King Silk;142054] iam looking for a way to make contact with mix race couples in thailand ( thai woman - expat man ) for a business link could you help .


----------



## thai-pete (Jun 8, 2009)

looking for mix race couple's in thailand ( thai woman - other man ) for a business link any body in thailand that could help it will be most helpfull . thanks thai-pete


----------



## Acid_Crow (May 11, 2009)

Unless ur looking for (expat man - thai dog(s)) King Silk can't help you!


----------



## Sirdar (Dec 1, 2008)

*Making Contact*



thai-pete said:


> King Silk;142054] iam looking for a way to make contact with mix race couples in thailand ( thai woman - expat man ) for a business link could you help .

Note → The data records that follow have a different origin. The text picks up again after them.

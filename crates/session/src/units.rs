//! Path-keyed store of build units.

use std::collections::HashMap;
use std::path::{Path, PathBuf};
use std::sync::Arc;

use parking_lot::Mutex;

use crate::draft::DocVersion;

struct UnitSlot<U> {
	/// Version of `unit`, or the removal version once released.
	version: DocVersion,
	unit: Option<Arc<U>>,
}

/// At most one build unit per path, tagged with the draft version it was built from.
///
/// Installs are version-gated: a unit from an older draft never replaces a newer
/// one, and nothing older than a removal can resurrect a released path.
///
/// Released paths keep a tombstone slot holding the removal version. Work that
/// captured a draft before the removal may still reach the worker afterwards,
/// so the floor is never pruned; the cost is one slot per distinct released path.
pub struct UnitStore<U> {
	units: Mutex<HashMap<PathBuf, UnitSlot<U>>>,
}

impl<U> Default for UnitStore<U> {
	fn default() -> Self {
		Self {
			units: Mutex::new(HashMap::new()),
		}
	}
}

impl<U> std::fmt::Debug for UnitStore<U> {
	fn fmt(&self, f: &mut std::fmt::Formatter<'_>) -> std::fmt::Result {
		f.debug_struct("UnitStore").field("len", &self.len()).finish()
	}
}

impl<U> UnitStore<U> {
	/// Create a new empty store.
	pub fn new() -> Self {
		Self::default()
	}

	/// Installs `unit` for `path` unless a newer unit or removal is recorded.
	///
	/// Returns `true` when installed.
	pub fn install(&self, path: &Path, version: DocVersion, unit: Arc<U>) -> bool {
		let mut units = self.units.lock();
		match units.get_mut(path) {
			Some(slot) if slot.version > version => false,
			Some(slot) => {
				slot.version = version;
				slot.unit = Some(unit);
				true
			}
			None => {
				units.insert(path.to_path_buf(), UnitSlot { version, unit: Some(unit) });
				true
			}
		}
	}

	/// Drops the unit for `path` on behalf of the removal at `version`.
	///
	/// Returns `true` when a unit was dropped. A unit installed for a later version
	/// (the path was re-added) is kept.
	pub fn release(&self, path: &Path, version: DocVersion) -> bool {
		let mut units = self.units.lock();
		let slot = units.entry(path.to_path_buf()).or_insert(UnitSlot {
			version,
			unit: None,
		});
		if slot.version > version {
			return false;
		}
		slot.version = version;
		slot.unit.take().is_some()
	}

	/// Returns the installed unit for `path` with its version.
	pub fn get(&self, path: &Path) -> Option<(DocVersion, Arc<U>)> {
		let units = self.units.lock();
		let slot = units.get(path)?;
		slot.unit.as_ref().map(|unit| (slot.version, Arc::clone(unit)))
	}

	/// Version of the installed unit, or of the last removal, for `path`.
	pub fn version(&self, path: &Path) -> Option<DocVersion> {
		self.units.lock().get(path).map(|slot| slot.version)
	}

	/// Returns `true` when `path` has an installed unit.
	pub fn contains(&self, path: &Path) -> bool {
		self.units.lock().get(path).is_some_and(|slot| slot.unit.is_some())
	}

	/// Number of installed units.
	pub fn len(&self) -> usize {
		self.units.lock().values().filter(|slot| slot.unit.is_some()).count()
	}

	/// Returns `true` when no unit is installed.
	pub fn is_empty(&self) -> bool {
		self.len() == 0
	}

	#[cfg(test)]
	fn slot_count(&self) -> usize {
		self.units.lock().len()
	}
}
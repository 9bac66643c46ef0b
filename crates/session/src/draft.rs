//! Versioned draft contents of tracked documents.
//!
//! A [`Draft`] is an immutable snapshot: every edit publishes a new one, so work
//! already scheduled against an older snapshot keeps reading consistent text.

use std::collections::HashMap;
use std::path::{Path, PathBuf};

use parking_lot::RwLock;
use ropey::Rope;

/// Monotonic per-path document version.
#[derive(Debug, Clone, Copy, PartialEq, Eq, PartialOrd, Ord, Hash, Default)]
pub struct DocVersion(pub u64);

impl DocVersion {
	/// Returns the following version.
	pub const fn next(self) -> Self {
		Self(self.0 + 1)
	}
}

impl std::fmt::Display for DocVersion {
	fn fmt(&self, f: &mut std::fmt::Formatter<'_>) -> std::fmt::Result {
		write!(f, "v{}", self.0)
	}
}

/// Published contents of a document at one version.
#[derive(Debug, Clone)]
pub struct Draft {
	version: DocVersion,
	text: Rope,
}

impl Draft {
	/// Version this snapshot was published at.
	pub fn version(&self) -> DocVersion {
		self.version
	}

	/// Snapshot text.
	pub fn text(&self) -> &Rope {
		&self.text
	}
}

#[derive(Debug, Default)]
struct DraftSlot {
	version: DocVersion,
	/// `None` once the document has been removed; the version survives.
	text: Option<Rope>,
}

/// Path-keyed store of the latest draft of every tracked document.
///
/// Removal drops the text but keeps the slot, so versions stay monotonic across
/// remove and re-add. The store therefore holds one small slot (path and version)
/// per distinct path ever opened in the session.
#[derive(Debug, Default)]
pub struct DraftStore {
	drafts: RwLock<HashMap<PathBuf, DraftSlot>>,
}

impl DraftStore {
	/// Create a new empty store.
	pub fn new() -> Self {
		Self::default()
	}

	/// Publishes `text` as the new draft for `path`, tracking it if needed.
	pub fn update(&self, path: &Path, text: Rope) -> Draft {
		let mut drafts = self.drafts.write();
		let slot = drafts.entry(path.to_path_buf()).or_default();
		slot.version = slot.version.next();
		slot.text = Some(text.clone());
		Draft {
			version: slot.version,
			text,
		}
	}

	/// Stops tracking `path`, returning the version that marks the removal.
	///
	/// Returns `None` when `path` was not tracked.
	pub fn remove(&self, path: &Path) -> Option<DocVersion> {
		let mut drafts = self.drafts.write();
		let slot = drafts.get_mut(path)?;
		slot.text.take()?;
		slot.version = slot.version.next();
		Some(slot.version)
	}

	/// Returns the current draft of `path`.
	pub fn get(&self, path: &Path) -> Option<Draft> {
		let drafts = self.drafts.read();
		let slot = drafts.get(path)?;
		slot.text.as_ref().map(|text| Draft {
			version: slot.version,
			text: text.clone(),
		})
	}

	/// Returns the latest version issued for `path`, tracked or not.
	pub fn version(&self, path: &Path) -> DocVersion {
		self.drafts.read().get(path).map(|slot| slot.version).unwrap_or_default()
	}

	/// Returns `true` when `path` currently has a draft.
	pub fn is_tracked(&self, path: &Path) -> bool {
		self.drafts.read().get(path).is_some_and(|slot| slot.text.is_some())
	}

	/// Returns all tracked paths, sorted.
	pub fn tracked_paths(&self) -> Vec<PathBuf> {
		let mut paths: Vec<_> = self
			.drafts
			.read()
			.iter()
			.filter(|(_, slot)| slot.text.is_some())
			.map(|(path, _)| path.clone())
			.collect();
		paths.sort();
		paths
	}

	#[cfg(test)]
	fn slot_count(&self) -> usize {
		self.drafts.read().len()
	}
}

I am English mrried to a Thai woman. I have a Post Grad qualification in Business Management. Am I any use?

Sirdar


----------



## KhwaamLap (Feb 29, 2008)

thai-pete said:


> King Silk;142054] iam looking for a way to make contact with mix race couples in thailand ( thai woman - expat man ) for a business link could you help .


Being a little sceptical (having had every scam imaginable thrown at me - and failed of course), can I ask why you want mixed couples in Thailand?


----------



## thai-pete (Jun 8, 2009)

*business link*



Sirdar said:


> I am English mrried to a Thai woman. I have a Post Grad qualification in Business Management. Am I any use?
> 
> Sirdar


yes maybe , looking for couples to act as main agents in there province for a dating agency , the pay would be good . would run a team of field agents geting names for the thai partner to interview and sign up on the site . what do you think ? ...


----------



## thai-pete (Jun 8, 2009)

*business link*



KhwaamLap said:


> Being a little sceptical (having had every scam imaginable thrown at me - and failed of course), can I ask why you want mixed couples in Thailand?


i do not have a any scam intened , and can understand you being sceptical , why i want them is to act as agents in there provinces , with field agents geting names for them to interview to join a dating agency will be good pay as well what do you think ?......


----------



## Guest (Jun 9, 2009)

Sorry guys, this all started off a bit vague, but business opportunities etc is out of bounds for this forum, unless the thai pete wants to upgrade to premium membership...

I'm going to graft this off topic bit on to the other thread which will then be locked. If it disappears altogether (which technically it should), no offence, but I should have noticed this thread earlier...


----------